** DESCRIPTION OF THE TASK **
Start at the line below containing "let mut signed = req.clone();" and stop at the line containing "Err(SigningError::DateOutOfRange(_))". Repeat every line of that stretch exactly, and nothing outside it.

# # # # #

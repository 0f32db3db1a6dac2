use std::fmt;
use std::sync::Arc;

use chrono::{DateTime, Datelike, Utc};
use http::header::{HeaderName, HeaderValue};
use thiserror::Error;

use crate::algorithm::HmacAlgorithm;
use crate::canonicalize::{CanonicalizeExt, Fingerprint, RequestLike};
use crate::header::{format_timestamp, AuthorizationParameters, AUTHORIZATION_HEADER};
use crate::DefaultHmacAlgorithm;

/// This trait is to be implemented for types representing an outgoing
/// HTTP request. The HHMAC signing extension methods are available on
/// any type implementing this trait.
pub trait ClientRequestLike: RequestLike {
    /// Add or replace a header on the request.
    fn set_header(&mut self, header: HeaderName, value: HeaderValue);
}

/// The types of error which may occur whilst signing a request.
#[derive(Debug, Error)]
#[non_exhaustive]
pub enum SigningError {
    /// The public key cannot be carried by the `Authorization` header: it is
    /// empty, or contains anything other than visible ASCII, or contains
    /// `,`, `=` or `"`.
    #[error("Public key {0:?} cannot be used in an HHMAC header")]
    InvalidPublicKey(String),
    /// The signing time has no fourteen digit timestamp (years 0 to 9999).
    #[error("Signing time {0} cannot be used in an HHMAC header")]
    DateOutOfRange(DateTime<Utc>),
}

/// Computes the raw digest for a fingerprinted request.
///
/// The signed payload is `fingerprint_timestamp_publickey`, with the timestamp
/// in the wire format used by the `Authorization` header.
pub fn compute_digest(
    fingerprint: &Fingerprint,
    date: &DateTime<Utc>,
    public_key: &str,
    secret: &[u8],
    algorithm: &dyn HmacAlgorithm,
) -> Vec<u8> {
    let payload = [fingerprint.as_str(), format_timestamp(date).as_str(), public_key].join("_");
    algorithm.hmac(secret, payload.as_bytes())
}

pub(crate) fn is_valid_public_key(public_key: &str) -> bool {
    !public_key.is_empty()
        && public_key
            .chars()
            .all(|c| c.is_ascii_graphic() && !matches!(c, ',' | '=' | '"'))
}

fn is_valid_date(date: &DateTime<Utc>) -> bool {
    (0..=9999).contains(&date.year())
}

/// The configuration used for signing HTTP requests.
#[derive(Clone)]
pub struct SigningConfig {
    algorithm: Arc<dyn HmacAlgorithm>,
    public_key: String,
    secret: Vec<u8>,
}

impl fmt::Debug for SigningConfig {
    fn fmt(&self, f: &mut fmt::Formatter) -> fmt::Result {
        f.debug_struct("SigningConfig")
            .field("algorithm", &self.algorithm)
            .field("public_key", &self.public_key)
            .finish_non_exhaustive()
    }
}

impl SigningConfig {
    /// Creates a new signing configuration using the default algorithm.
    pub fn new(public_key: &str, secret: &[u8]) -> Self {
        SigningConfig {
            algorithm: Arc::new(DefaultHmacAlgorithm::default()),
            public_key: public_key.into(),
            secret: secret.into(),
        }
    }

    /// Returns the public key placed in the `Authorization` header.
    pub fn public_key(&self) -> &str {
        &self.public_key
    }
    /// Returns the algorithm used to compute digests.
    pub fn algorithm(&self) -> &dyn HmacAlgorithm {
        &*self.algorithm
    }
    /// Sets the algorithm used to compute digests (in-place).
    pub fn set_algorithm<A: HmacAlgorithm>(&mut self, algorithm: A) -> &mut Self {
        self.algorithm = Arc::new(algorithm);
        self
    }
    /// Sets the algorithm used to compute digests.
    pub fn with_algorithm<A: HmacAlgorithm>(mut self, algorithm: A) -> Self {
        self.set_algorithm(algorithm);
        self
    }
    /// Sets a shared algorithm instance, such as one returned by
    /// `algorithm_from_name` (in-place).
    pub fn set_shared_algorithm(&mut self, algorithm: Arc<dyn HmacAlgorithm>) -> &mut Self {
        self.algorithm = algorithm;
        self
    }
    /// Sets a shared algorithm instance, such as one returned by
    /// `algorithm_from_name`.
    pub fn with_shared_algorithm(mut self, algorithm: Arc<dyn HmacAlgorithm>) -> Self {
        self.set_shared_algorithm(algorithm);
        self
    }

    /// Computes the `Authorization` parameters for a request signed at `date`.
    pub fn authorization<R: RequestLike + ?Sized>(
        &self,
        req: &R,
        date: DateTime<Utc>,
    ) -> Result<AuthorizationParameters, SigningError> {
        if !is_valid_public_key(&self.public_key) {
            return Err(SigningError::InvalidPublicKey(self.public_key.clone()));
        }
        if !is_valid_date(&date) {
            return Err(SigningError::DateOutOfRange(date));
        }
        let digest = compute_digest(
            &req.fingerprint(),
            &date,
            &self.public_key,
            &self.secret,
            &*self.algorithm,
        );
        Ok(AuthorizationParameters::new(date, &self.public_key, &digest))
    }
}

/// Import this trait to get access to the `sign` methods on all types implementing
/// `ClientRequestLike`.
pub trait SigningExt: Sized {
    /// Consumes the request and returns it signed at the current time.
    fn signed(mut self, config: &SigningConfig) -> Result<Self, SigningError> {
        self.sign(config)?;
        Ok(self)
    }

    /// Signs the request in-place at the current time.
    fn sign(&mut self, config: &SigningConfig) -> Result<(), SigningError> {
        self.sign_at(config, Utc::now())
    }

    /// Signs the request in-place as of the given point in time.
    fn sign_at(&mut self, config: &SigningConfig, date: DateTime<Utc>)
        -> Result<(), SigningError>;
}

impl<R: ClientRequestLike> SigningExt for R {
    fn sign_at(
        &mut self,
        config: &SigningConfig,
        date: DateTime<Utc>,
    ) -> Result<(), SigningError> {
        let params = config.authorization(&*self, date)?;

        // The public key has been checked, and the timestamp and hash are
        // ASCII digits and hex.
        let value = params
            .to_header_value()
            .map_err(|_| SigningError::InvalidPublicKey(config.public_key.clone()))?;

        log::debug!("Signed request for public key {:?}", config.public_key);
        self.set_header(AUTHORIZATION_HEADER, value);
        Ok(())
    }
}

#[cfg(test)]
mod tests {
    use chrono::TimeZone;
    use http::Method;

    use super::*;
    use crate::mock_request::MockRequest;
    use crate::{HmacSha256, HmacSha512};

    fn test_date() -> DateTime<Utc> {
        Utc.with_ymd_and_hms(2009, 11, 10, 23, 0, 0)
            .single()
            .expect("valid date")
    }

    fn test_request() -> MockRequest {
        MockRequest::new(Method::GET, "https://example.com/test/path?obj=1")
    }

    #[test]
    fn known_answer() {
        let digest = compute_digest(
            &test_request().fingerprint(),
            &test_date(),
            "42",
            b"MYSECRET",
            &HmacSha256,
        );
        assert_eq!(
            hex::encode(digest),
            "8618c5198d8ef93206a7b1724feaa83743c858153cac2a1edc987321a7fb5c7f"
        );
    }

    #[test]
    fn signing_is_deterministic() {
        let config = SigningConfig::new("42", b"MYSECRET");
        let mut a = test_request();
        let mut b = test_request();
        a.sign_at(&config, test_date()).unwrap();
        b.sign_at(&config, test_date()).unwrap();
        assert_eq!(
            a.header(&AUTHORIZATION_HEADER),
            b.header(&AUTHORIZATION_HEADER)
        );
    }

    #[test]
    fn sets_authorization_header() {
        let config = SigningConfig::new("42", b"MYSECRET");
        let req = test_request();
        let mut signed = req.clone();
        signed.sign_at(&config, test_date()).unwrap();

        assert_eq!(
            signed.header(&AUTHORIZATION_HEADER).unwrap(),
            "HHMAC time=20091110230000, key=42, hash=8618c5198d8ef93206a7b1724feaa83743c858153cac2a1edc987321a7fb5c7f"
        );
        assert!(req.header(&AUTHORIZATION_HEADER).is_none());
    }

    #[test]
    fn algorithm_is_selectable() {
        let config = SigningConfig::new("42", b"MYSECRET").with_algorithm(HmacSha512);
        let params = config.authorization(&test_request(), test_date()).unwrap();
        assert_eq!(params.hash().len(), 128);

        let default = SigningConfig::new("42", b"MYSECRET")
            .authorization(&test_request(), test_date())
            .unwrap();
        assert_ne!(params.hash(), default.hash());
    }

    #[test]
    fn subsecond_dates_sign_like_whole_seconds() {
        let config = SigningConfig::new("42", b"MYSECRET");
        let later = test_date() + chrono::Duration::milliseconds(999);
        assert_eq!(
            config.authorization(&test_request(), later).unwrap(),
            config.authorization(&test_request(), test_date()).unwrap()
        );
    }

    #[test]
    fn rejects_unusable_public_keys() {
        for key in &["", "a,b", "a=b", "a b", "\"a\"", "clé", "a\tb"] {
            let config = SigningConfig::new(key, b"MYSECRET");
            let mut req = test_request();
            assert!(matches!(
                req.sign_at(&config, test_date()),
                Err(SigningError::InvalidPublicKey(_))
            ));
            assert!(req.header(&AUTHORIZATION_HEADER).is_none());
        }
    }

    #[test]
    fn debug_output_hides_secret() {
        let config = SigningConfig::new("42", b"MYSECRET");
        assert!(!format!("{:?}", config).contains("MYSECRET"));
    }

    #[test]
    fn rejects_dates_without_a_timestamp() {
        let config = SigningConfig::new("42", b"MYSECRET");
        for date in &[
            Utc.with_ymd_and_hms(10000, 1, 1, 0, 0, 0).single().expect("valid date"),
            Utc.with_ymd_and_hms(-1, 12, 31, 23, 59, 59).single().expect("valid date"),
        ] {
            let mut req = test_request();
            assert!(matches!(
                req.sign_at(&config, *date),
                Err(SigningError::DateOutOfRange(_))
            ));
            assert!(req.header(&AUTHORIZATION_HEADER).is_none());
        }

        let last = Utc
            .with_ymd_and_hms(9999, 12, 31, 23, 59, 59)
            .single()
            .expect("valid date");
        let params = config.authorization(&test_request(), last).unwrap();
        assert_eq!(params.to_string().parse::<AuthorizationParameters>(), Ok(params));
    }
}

# # # # #

** SOLUTION FOR THIS PROBLEM **
        let mut signed = req.clone();
        signed.sign_at(&config, test_date()).unwrap();

        assert_eq!(
            signed.header(&AUTHORIZATION_HEADER).unwrap(),
            "HHMAC time=20091110230000, key=42, hash=8618c5198d8ef93206a7b1724feaa83743c858153cac2a1edc987321a7fb5c7f"
        );
        assert!(req.header(&AUTHORIZATION_HEADER).is_none());
    }

    #[test]
    fn algorithm_is_selectable() {
        let config = SigningConfig::new("42", b"MYSECRET").with_algorithm(HmacSha512);
        let params = config.authorization(&test_request(), test_date()).unwrap();
        assert_eq!(params.hash().len(), 128);

        let default = SigningConfig::new("42", b"MYSECRET")
            .authorization(&test_request(), test_date())
            .unwrap();
        assert_ne!(params.hash(), default.hash());
    }

    #[test]
    fn subsecond_dates_sign_like_whole_seconds() {
        let config = SigningConfig::new("42", b"MYSECRET");
        let later = test_date() + chrono::Duration::milliseconds(999);
        assert_eq!(
            config.authorization(&test_request(), later).unwrap(),
            config.authorization(&test_request(), test_date()).unwrap()
        );
    }

    #[test]
    fn rejects_unusable_public_keys() {
        for key in &["", "a,b", "a=b", "a b", "\"a\"", "clé", "a\tb"] {
            let config = SigningConfig::new(key, b"MYSECRET");
            let mut req = test_request();
            assert!(matches!(
                req.sign_at(&config, test_date()),
                Err(SigningError::InvalidPublicKey(_))
            ));
            assert!(req.header(&AUTHORIZATION_HEADER).is_none());
        }
    }

    #[test]
    fn debug_output_hides_secret() {
        let config = SigningConfig::new("42", b"MYSECRET");
        assert!(!format!("{:?}", config).contains("MYSECRET"));
    }

    #[test]
    fn rejects_dates_without_a_timestamp() {
        let config = SigningConfig::new("42", b"MYSECRET");
        for date in &[
            Utc.with_ymd_and_hms(10000, 1, 1, 0, 0, 0).single().expect("valid date"),
            Utc.with_ymd_and_hms(-1, 12, 31, 23, 59, 59).single().expect("valid date"),
        ] {
            let mut req = test_request();
            assert!(matches!(
                req.sign_at(&config, *date),
                Err(SigningError::DateOutOfRange(_))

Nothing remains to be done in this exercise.